Task to carry out: Please write each entry out again exactly as shown.
=== Section Start ===
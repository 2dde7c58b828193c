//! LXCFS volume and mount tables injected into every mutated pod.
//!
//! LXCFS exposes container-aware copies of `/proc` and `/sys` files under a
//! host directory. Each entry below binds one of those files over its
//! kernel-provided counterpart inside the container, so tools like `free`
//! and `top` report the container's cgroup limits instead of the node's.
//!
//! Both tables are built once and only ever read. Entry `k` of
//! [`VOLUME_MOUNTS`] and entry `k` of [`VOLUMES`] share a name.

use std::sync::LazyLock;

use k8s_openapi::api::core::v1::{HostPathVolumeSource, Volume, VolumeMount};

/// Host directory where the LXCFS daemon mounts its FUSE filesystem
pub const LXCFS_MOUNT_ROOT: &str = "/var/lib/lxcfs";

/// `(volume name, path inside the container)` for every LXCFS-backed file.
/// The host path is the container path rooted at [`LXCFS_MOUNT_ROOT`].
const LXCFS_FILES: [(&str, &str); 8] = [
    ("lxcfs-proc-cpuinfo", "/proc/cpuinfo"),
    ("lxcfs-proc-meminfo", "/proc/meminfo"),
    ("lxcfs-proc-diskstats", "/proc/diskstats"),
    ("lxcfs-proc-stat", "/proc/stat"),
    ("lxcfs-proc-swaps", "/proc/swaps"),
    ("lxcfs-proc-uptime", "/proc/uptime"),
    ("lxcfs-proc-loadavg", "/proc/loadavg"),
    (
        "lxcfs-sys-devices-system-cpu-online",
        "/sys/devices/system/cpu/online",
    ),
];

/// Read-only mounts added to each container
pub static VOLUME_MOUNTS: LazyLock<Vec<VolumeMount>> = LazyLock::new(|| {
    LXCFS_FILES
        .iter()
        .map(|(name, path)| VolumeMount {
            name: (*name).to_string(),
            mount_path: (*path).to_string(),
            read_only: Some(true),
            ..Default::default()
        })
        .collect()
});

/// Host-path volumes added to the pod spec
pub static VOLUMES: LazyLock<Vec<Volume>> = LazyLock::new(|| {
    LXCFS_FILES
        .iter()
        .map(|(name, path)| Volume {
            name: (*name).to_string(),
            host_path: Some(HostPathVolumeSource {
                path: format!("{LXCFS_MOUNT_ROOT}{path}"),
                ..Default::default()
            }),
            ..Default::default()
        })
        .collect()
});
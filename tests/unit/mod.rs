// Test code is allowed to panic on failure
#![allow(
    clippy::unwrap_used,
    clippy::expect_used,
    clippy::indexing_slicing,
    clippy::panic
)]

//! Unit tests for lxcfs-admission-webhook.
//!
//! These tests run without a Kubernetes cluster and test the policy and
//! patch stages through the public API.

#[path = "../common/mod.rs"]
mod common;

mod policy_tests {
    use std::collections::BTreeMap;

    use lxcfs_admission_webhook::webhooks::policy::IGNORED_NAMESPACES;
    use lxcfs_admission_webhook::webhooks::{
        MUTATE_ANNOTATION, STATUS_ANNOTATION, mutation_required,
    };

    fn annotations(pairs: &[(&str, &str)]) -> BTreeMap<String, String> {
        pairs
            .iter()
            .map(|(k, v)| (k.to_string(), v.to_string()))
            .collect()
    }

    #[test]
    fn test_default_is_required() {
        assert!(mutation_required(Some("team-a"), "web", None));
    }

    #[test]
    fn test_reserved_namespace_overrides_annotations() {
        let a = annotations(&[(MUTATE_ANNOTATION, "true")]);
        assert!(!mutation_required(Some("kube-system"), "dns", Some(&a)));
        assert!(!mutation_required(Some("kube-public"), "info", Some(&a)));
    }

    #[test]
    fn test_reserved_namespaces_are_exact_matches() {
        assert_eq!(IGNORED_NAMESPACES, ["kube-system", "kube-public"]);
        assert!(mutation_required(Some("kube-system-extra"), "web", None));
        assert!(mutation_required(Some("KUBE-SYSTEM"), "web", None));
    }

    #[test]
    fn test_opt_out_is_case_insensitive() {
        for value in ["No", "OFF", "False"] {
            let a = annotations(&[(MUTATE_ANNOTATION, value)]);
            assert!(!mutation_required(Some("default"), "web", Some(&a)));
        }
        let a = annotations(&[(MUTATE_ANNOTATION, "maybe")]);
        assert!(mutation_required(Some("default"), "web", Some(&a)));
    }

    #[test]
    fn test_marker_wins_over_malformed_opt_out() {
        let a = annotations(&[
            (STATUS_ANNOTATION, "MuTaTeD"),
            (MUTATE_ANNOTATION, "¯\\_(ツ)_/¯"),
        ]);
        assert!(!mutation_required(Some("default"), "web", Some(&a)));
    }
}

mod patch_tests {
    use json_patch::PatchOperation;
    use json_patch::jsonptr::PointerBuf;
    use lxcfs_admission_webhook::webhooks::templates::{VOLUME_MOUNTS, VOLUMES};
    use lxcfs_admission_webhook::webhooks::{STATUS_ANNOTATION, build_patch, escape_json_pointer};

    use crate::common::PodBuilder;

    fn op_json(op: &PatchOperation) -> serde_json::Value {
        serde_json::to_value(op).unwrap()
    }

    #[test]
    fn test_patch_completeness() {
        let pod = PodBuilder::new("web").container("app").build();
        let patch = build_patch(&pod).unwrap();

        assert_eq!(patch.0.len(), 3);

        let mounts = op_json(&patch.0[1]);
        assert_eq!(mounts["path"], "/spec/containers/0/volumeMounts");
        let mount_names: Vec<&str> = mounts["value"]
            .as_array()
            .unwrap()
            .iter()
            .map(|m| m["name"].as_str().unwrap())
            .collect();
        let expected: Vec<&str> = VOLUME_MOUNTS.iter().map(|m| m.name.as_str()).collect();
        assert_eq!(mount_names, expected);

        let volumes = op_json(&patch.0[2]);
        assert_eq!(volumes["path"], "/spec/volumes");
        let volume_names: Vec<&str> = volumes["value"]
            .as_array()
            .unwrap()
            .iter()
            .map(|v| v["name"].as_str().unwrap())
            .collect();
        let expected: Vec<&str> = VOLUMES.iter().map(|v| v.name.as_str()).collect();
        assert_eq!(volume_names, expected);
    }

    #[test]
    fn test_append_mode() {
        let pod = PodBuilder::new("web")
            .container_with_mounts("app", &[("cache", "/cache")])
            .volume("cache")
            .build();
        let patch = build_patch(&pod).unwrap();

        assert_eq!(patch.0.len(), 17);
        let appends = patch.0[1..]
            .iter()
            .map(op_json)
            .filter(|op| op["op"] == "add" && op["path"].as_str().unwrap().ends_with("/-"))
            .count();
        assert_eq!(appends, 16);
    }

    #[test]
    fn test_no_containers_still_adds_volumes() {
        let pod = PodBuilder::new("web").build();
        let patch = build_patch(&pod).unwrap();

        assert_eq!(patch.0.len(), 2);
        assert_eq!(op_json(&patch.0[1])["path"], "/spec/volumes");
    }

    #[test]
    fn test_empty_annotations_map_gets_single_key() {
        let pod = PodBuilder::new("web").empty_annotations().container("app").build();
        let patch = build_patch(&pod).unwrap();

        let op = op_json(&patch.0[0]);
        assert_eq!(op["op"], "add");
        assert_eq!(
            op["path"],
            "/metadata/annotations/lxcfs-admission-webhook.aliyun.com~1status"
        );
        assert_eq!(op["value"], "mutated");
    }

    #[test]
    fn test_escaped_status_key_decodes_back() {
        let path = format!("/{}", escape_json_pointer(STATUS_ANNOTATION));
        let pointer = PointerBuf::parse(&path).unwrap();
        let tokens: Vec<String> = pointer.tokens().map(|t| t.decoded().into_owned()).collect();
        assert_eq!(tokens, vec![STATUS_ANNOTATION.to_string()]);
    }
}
=== Section End ===
Result of the exercise:
repository 2dde7c58b828193c
//! LXCFS volume and mount tables injected into every mutated pod.
//!
//! LXCFS exposes container-aware copies of `/proc` and `/sys` files under a
//! host directory. Each entry below binds one of those files over its
//! kernel-provided counterpart inside the container, so tools like `free`
//! and `top` report the container's cgroup limits instead of the node's.
//!
//! Both tables are built once and only ever read. Entry `k` of
//! [`VOLUME_MOUNTS`] and entry `k` of [`VOLUMES`] share a name.

use std::sync::LazyLock;

use k8s_openapi::api::core::v1::{HostPathVolumeSource, Volume, VolumeMount};

/// Host directory where the LXCFS daemon mounts its FUSE filesystem
pub const LXCFS_MOUNT_ROOT: &str = "/var/lib/lxcfs";

/// `(volume name, path inside the container)` for every LXCFS-backed file.
/// The host path is the container path rooted at [`LXCFS_MOUNT_ROOT`].
const LXCFS_FILES: [(&str, &str); 8] = [
    ("lxcfs-proc-cpuinfo", "/proc/cpuinfo"),
    ("lxcfs-proc-meminfo", "/proc/meminfo"),
    ("lxcfs-proc-diskstats", "/proc/diskstats"),
    ("lxcfs-proc-stat", "/proc/stat"),
    ("lxcfs-proc-swaps", "/proc/swaps"),
    ("lxcfs-proc-uptime", "/proc/uptime"),
    ("lxcfs-proc-loadavg", "/proc/loadavg"),
    (
        "lxcfs-sys-devices-system-cpu-online",
        "/sys/devices/system/cpu/online",
    ),
];

/// Read-only mounts added to each container
pub static VOLUME_MOUNTS: LazyLock<Vec<VolumeMount>> = LazyLock::new(|| {
    LXCFS_FILES
        .iter()
        .map(|(name, path)| VolumeMount {
            name: (*name).to_string(),
            mount_path: (*path).to_string(),
            read_only: Some(true),
            ..Default::default()
        })
        .collect()
});

/// Host-path volumes added to the pod spec
pub static VOLUMES: LazyLock<Vec<Volume>> = LazyLock::new(|| {
    LXCFS_FILES
        .iter()
        .map(|(name, path)| Volume {
            name: (*name).to_string(),
            host_path: Some(HostPathVolumeSource {
                path: format!("{LXCFS_MOUNT_ROOT}{path}"),
                ..Default::default()
            }),
            ..Default::default()
        })
        .collect()
});
filename tests/unit/mod.rs
// Test code is allowed to panic on failure
#![allow(
    clippy::unwrap_used,
    clippy::expect_used,
    clippy::indexing_slicing,
    clippy::panic
)]

//! Unit tests for lxcfs-admission-webhook.
//!
//! These tests run without a Kubernetes cluster and test the policy and
//! patch stages through the public API.

#[path = "../common/mod.rs"]
mod common;

mod policy_tests {
    use std::collections::BTreeMap;

    use lxcfs_admission_webhook::webhooks::policy::IGNORED_NAMESPACES;
    use lxcfs_admission_webhook::webhooks::{
        MUTATE_ANNOTATION, STATUS_ANNOTATION, mutation_required,
    };

    fn annotations(pairs: &[(&str, &str)]) -> BTreeMap<String, String> {
        pairs
            .iter()
            .map(|(k, v)| (k.to_string(), v.to_string()))
            .collect()
    }

    #[test]
    fn test_default_is_required() {
        assert!(mutation_required(Some("team-a"), "web", None));
    }

    #[test]
    fn test_reserved_namespace_overrides_annotations() {
        let a = annotations(&[(MUTATE_ANNOTATION, "true")]);
        assert!(!mutation_required(Some("kube-system"), "dns", Some(&a)));
        assert!(!mutation_required(Some("kube-public"), "info", Some(&a)));
    }

    #[test]
    fn test_reserved_namespaces_are_exact_matches() {
        assert_eq!(IGNORED_NAMESPACES, ["kube-system", "kube-public"]);
        assert!(mutation_required(Some("kube-system-extra"), "web", None));
        assert!(mutation_required(Some("KUBE-SYSTEM"), "web", None));
    }

    #[test]
    fn test_opt_out_is_case_insensitive() {
        for value in ["No", "OFF", "False"] {
            let a = annotations(&[(MUTATE_ANNOTATION, value)]);
            assert!(!mutation_required(Some("default"), "web", Some(&a)));
        }
        let a = annotations(&[(MUTATE_ANNOTATION, "maybe")]);
        assert!(mutation_required(Some("default"), "web", Some(&a)));
    }

    #[test]
    fn test_marker_wins_over_malformed_opt_out() {
        let a = annotations(&[
            (STATUS_ANNOTATION, "MuTaTeD"),
            (MUTATE_ANNOTATION, "¯\\_(ツ)_/¯"),
        ]);
        assert!(!mutation_required(Some("default"), "web", Some(&a)));
    }
}

mod patch_tests {
    use json_patch::PatchOperation;
    use json_patch::jsonptr::PointerBuf;
    use lxcfs_admission_webhook::webhooks::templates::{VOLUME_MOUNTS, VOLUMES};
    use lxcfs_admission_webhook::webhooks::{STATUS_ANNOTATION, build_patch, escape_json_pointer};

    use crate::common::PodBuilder;

    fn op_json(op: &PatchOperation) -> serde_json::Value {
        serde_json::to_value(op).unwrap()
    }

    #[test]
    fn test_patch_completeness() {
        let pod = PodBuilder::new("web").container("app").build();
        let patch = build_patch(&pod).unwrap();

        assert_eq!(patch.0.len(), 3);

        let mounts = op_json(&patch.0[1]);
        assert_eq!(mounts["path"], "/spec/containers/0/volumeMounts");
        let mount_names: Vec<&str> = mounts["value"]
            .as_array()
            .unwrap()
            .iter()
            .map(|m| m["name"].as_str().unwrap())
            .collect();
        let expected: Vec<&str> = VOLUME_MOUNTS.iter().map(|m| m.name.as_str()).collect();
        assert_eq!(mount_names, expected);

        let volumes = op_json(&patch.0[2]);
        assert_eq!(volumes["path"], "/spec/volumes");
        let volume_names: Vec<&str> = volumes["value"]
            .as_array()
            .unwrap()
            .iter()
            .map(|v| v["name"].as_str().unwrap())
            .collect();
        let expected: Vec<&str> = VOLUMES.iter().map(|v| v.name.as_str()).collect();
        assert_eq!(volume_names, expected);
    }

    #[test]
    fn test_append_mode() {
        let pod = PodBuilder::new("web")
            .container_with_mounts("app", &[("cache", "/cache")])
            .volume("cache")
            .build();
        let patch = build_patch(&pod).unwrap();

        assert_eq!(patch.0.len(), 17);
        let appends = patch.0[1..]
            .iter()
            .map(op_json)
            .filter(|op| op["op"] == "add" && op["path"].as_str().unwrap().ends_with("/-"))
            .count();
        assert_eq!(appends, 16);
    }

    #[test]
    fn test_no_containers_still_adds_volumes() {
        let pod = PodBuilder::new("web").build();
        let patch = build_patch(&pod).unwrap();

        assert_eq!(patch.0.len(), 2);
        assert_eq!(op_json(&patch.0[1])["path"], "/spec/volumes");
    }

    #[test]
    fn test_empty_annotations_map_gets_single_key() {
        let pod = PodBuilder::new("web").empty_annotations().container("app").build();
        let patch = build_patch(&pod).unwrap();

        let op = op_json(&patch.0[0]);
        assert_eq!(op["op"], "add");
        assert_eq!(
            op["path"],
            "/metadata/annotations/lxcfs-admission-webhook.aliyun.com~1status"
        );
        assert_eq!(op["value"], "mutated");
    }

    #[test]
    fn test_escaped_status_key_decodes_back() {
        let path = format!("/{}", escape_json_pointer(STATUS_ANNOTATION));
        let pointer = PointerBuf::parse(&path).unwrap();
        let tokens: Vec<String> = pointer.tokens().map(|t| t.decoded().into_owned()).collect();
        assert_eq!(tokens, vec![STATUS_ANNOTATION.to_string()]);
    }
}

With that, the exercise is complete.